#### [Task]
An exact reprint of the data below is required, line for line.

[Dataset entries]
● ● ● ● ● ● ●
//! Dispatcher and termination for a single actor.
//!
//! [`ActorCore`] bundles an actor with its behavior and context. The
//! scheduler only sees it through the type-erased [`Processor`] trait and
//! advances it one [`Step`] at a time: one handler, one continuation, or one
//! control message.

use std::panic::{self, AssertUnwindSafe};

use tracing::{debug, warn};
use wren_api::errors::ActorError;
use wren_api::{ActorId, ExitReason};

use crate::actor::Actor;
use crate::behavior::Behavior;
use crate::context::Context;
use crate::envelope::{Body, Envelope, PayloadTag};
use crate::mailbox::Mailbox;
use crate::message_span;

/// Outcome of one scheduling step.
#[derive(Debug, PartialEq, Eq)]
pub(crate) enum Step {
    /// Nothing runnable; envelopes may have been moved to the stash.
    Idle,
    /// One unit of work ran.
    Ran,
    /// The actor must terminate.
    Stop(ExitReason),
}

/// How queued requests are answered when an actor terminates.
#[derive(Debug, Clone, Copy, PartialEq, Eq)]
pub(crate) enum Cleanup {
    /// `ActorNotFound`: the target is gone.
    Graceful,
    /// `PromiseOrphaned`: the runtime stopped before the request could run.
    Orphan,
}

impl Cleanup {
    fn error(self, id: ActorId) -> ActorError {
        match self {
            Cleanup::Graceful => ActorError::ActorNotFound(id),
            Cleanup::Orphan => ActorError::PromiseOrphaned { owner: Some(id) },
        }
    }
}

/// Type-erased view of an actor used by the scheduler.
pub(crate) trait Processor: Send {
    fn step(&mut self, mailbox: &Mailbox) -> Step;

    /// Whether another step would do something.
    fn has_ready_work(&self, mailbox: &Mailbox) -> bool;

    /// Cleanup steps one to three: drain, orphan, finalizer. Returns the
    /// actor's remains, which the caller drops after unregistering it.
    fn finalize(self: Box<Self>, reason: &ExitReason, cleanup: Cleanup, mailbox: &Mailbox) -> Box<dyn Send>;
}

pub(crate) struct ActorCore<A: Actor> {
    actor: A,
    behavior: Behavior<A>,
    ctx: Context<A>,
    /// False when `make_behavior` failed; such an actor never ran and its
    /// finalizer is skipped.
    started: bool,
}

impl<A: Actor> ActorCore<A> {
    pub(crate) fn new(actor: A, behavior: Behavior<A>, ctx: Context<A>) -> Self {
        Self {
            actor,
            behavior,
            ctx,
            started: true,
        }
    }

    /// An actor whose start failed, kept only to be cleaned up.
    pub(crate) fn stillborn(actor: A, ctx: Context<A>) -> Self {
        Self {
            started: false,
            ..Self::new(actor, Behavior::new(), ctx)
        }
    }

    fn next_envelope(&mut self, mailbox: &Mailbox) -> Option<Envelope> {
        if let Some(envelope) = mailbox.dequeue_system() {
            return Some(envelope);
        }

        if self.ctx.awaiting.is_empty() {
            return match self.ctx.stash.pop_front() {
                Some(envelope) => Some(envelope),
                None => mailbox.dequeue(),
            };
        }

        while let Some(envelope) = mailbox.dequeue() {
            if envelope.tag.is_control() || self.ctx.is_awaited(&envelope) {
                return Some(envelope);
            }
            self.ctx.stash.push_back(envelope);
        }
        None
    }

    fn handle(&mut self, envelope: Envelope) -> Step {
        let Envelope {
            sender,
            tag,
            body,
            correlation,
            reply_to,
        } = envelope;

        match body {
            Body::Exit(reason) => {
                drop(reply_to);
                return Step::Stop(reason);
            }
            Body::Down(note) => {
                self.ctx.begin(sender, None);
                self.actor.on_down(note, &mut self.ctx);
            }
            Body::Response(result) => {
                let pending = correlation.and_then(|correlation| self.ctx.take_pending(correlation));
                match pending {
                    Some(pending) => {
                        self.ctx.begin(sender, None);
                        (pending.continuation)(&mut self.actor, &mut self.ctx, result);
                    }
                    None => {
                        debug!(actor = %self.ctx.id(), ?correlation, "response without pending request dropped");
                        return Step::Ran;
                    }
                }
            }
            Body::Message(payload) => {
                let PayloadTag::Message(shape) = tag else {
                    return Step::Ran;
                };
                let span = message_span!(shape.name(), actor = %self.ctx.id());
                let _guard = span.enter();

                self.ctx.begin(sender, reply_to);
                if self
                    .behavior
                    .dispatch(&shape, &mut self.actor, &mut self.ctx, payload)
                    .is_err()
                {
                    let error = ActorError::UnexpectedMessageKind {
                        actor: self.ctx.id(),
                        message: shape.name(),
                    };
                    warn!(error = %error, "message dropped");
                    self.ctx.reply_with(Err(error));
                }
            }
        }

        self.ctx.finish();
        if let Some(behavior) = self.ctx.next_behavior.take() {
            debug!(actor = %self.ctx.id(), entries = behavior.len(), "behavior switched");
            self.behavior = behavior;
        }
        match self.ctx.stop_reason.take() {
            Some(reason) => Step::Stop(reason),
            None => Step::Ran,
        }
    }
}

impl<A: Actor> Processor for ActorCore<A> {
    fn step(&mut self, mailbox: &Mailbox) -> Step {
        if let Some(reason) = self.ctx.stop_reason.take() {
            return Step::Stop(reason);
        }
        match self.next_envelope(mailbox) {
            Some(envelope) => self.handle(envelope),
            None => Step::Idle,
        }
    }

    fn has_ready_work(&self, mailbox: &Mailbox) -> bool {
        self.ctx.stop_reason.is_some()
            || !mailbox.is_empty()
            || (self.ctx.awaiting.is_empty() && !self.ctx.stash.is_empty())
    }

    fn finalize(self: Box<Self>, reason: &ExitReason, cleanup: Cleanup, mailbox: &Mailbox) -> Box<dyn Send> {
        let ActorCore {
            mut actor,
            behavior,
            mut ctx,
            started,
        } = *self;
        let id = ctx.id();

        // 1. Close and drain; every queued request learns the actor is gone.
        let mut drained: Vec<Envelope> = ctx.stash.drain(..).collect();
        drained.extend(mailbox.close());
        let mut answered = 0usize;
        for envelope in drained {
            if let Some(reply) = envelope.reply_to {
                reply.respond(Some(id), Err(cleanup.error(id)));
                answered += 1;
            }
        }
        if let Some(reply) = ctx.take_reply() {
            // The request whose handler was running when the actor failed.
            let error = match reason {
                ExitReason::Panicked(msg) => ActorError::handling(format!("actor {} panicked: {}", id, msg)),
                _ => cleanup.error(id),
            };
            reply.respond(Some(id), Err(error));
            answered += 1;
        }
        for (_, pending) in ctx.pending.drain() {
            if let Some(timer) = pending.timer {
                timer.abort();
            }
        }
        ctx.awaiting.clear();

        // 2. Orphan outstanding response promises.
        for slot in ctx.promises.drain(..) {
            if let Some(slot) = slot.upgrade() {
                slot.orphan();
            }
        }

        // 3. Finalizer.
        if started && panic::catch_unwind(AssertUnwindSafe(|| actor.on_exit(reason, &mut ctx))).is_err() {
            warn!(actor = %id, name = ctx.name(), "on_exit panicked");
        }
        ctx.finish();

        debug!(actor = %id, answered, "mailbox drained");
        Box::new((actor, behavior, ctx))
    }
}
● ● ● ● ● ● ●
#### [Exercise solution]
//! Dispatcher and termination for a single actor.
//!
//! [`ActorCore`] bundles an actor with its behavior and context. The
//! scheduler only sees it through the type-erased [`Processor`] trait and
//! advances it one [`Step`] at a time: one handler, one continuation, or one
//! control message.

use std::panic::{self, AssertUnwindSafe};

use tracing::{debug, warn};
use wren_api::errors::ActorError;
use wren_api::{ActorId, ExitReason};

use crate::actor::Actor;
use crate::behavior::Behavior;
use crate::context::Context;
use crate::envelope::{Body, Envelope, PayloadTag};
use crate::mailbox::Mailbox;
use crate::message_span;

/// Outcome of one scheduling step.
#[derive(Debug, PartialEq, Eq)]
pub(crate) enum Step {
    /// Nothing runnable; envelopes may have been moved to the stash.
    Idle,
    /// One unit of work ran.
    Ran,
    /// The actor must terminate.
    Stop(ExitReason),
}

/// How queued requests are answered when an actor terminates.
#[derive(Debug, Clone, Copy, PartialEq, Eq)]
pub(crate) enum Cleanup {
    /// `ActorNotFound`: the target is gone.
    Graceful,
    /// `PromiseOrphaned`: the runtime stopped before the request could run.
    Orphan,
}

impl Cleanup {
    fn error(self, id: ActorId) -> ActorError {
        match self {
            Cleanup::Graceful => ActorError::ActorNotFound(id),
            Cleanup::Orphan => ActorError::PromiseOrphaned { owner: Some(id) },
        }
    }
}

/// Type-erased view of an actor used by the scheduler.
pub(crate) trait Processor: Send {
    fn step(&mut self, mailbox: &Mailbox) -> Step;

    /// Whether another step would do something.
    fn has_ready_work(&self, mailbox: &Mailbox) -> bool;

    /// Cleanup steps one to three: drain, orphan, finalizer. Returns the
    /// actor's remains, which the caller drops after unregistering it.
    fn finalize(self: Box<Self>, reason: &ExitReason, cleanup: Cleanup, mailbox: &Mailbox) -> Box<dyn Send>;
}

pub(crate) struct ActorCore<A: Actor> {
    actor: A,
    behavior: Behavior<A>,
    ctx: Context<A>,
    /// False when `make_behavior` failed; such an actor never ran and its
    /// finalizer is skipped.
    started: bool,
}

impl<A: Actor> ActorCore<A> {
    pub(crate) fn new(actor: A, behavior: Behavior<A>, ctx: Context<A>) -> Self {
        Self {
            actor,
            behavior,
            ctx,
            started: true,
        }
    }

    /// An actor whose start failed, kept only to be cleaned up.
    pub(crate) fn stillborn(actor: A, ctx: Context<A>) -> Self {
        Self {
            started: false,
            ..Self::new(actor, Behavior::new(), ctx)
        }
    }

    fn next_envelope(&mut self, mailbox: &Mailbox) -> Option<Envelope> {
        if let Some(envelope) = mailbox.dequeue_system() {
            return Some(envelope);
        }

        if self.ctx.awaiting.is_empty() {
            return match self.ctx.stash.pop_front() {
                Some(envelope) => Some(envelope),
                None => mailbox.dequeue(),
            };
        }

        while let Some(envelope) = mailbox.dequeue() {
            if envelope.tag.is_control() || self.ctx.is_awaited(&envelope) {
                return Some(envelope);
            }
            self.ctx.stash.push_back(envelope);
        }
        None
    }

    fn handle(&mut self, envelope: Envelope) -> Step {
        let Envelope {
            sender,
            tag,
            body,
            correlation,
            reply_to,
        } = envelope;

        match body {
            Body::Exit(reason) => {
                drop(reply_to);
                return Step::Stop(reason);
            }
            Body::Down(note) => {
                self.ctx.begin(sender, None);
                self.actor.on_down(note, &mut self.ctx);
            }
            Body::Response(result) => {
                let pending = correlation.and_then(|correlation| self.ctx.take_pending(correlation));
                match pending {
                    Some(pending) => {
                        self.ctx.begin(sender, None);
                        (pending.continuation)(&mut self.actor, &mut self.ctx, result);
                    }
                    None => {
                        debug!(actor = %self.ctx.id(), ?correlation, "response without pending request dropped");
                        return Step::Ran;
                    }
                }
            }
            Body::Message(payload) => {
                let PayloadTag::Message(shape) = tag else {
                    return Step::Ran;
                };
                let span = message_span!(shape.name(), actor = %self.ctx.id());
                let _guard = span.enter();

                self.ctx.begin(sender, reply_to);
                if self
                    .behavior
                    .dispatch(&shape, &mut self.actor, &mut self.ctx, payload)
                    .is_err()
                {
                    let error = ActorError::UnexpectedMessageKind {
                        actor: self.ctx.id(),
                        message: shape.name(),
                    };
                    warn!(error = %error, "message dropped");
                    self.ctx.reply_with(Err(error));
                }
            }
        }

        self.ctx.finish();
        if let Some(behavior) = self.ctx.next_behavior.take() {
            debug!(actor = %self.ctx.id(), entries = behavior.len(), "behavior switched");
            self.behavior = behavior;
        }
        match self.ctx.stop_reason.take() {
            Some(reason) => Step::Stop(reason),
            None => Step::Ran,
        }
    }
}

impl<A: Actor> Processor for ActorCore<A> {
    fn step(&mut self, mailbox: &Mailbox) -> Step {
        if let Some(reason) = self.ctx.stop_reason.take() {
            return Step::Stop(reason);
        }
        match self.next_envelope(mailbox) {
            Some(envelope) => self.handle(envelope),
            None => Step::Idle,
        }
    }

    fn has_ready_work(&self, mailbox: &Mailbox) -> bool {
        self.ctx.stop_reason.is_some()
            || !mailbox.is_empty()
            || (self.ctx.awaiting.is_empty() && !self.ctx.stash.is_empty())
    }

    fn finalize(self: Box<Self>, reason: &ExitReason, cleanup: Cleanup, mailbox: &Mailbox) -> Box<dyn Send> {
        let ActorCore {
            mut actor,
            behavior,
            mut ctx,
            started,
        } = *self;
        let id = ctx.id();

        // 1. Close and drain; every queued request learns the actor is gone.
        let mut drained: Vec<Envelope> = ctx.stash.drain(..).collect();
        drained.extend(mailbox.close());
        let mut answered = 0usize;
        for envelope in drained {
            if let Some(reply) = envelope.reply_to {
                reply.respond(Some(id), Err(cleanup.error(id)));
                answered += 1;
            }
        }
        if let Some(reply) = ctx.take_reply() {
            // The request whose handler was running when the actor failed.
            let error = match reason {
                ExitReason::Panicked(msg) => ActorError::handling(format!("actor {} panicked: {}", id, msg)),
                _ => cleanup.error(id),
            };
            reply.respond(Some(id), Err(error));
            answered += 1;
        }
        for (_, pending) in ctx.pending.drain() {
            if let Some(timer) = pending.timer {
                timer.abort();
            }
        }
        ctx.awaiting.clear();

        // 2. Orphan outstanding response promises.
        for slot in ctx.promises.drain(..) {
            if let Some(slot) = slot.upgrade() {
                slot.orphan();
            }
        }

        // 3. Finalizer.
        if started && panic::catch_unwind(AssertUnwindSafe(|| actor.on_exit(reason, &mut ctx))).is_err() {
            warn!(actor = %id, name = ctx.name(), "on_exit panicked");
        }
        ctx.finish();

        debug!(actor = %id, answered, "mailbox drained");
        Box::new((actor, behavior, ctx))
    }
}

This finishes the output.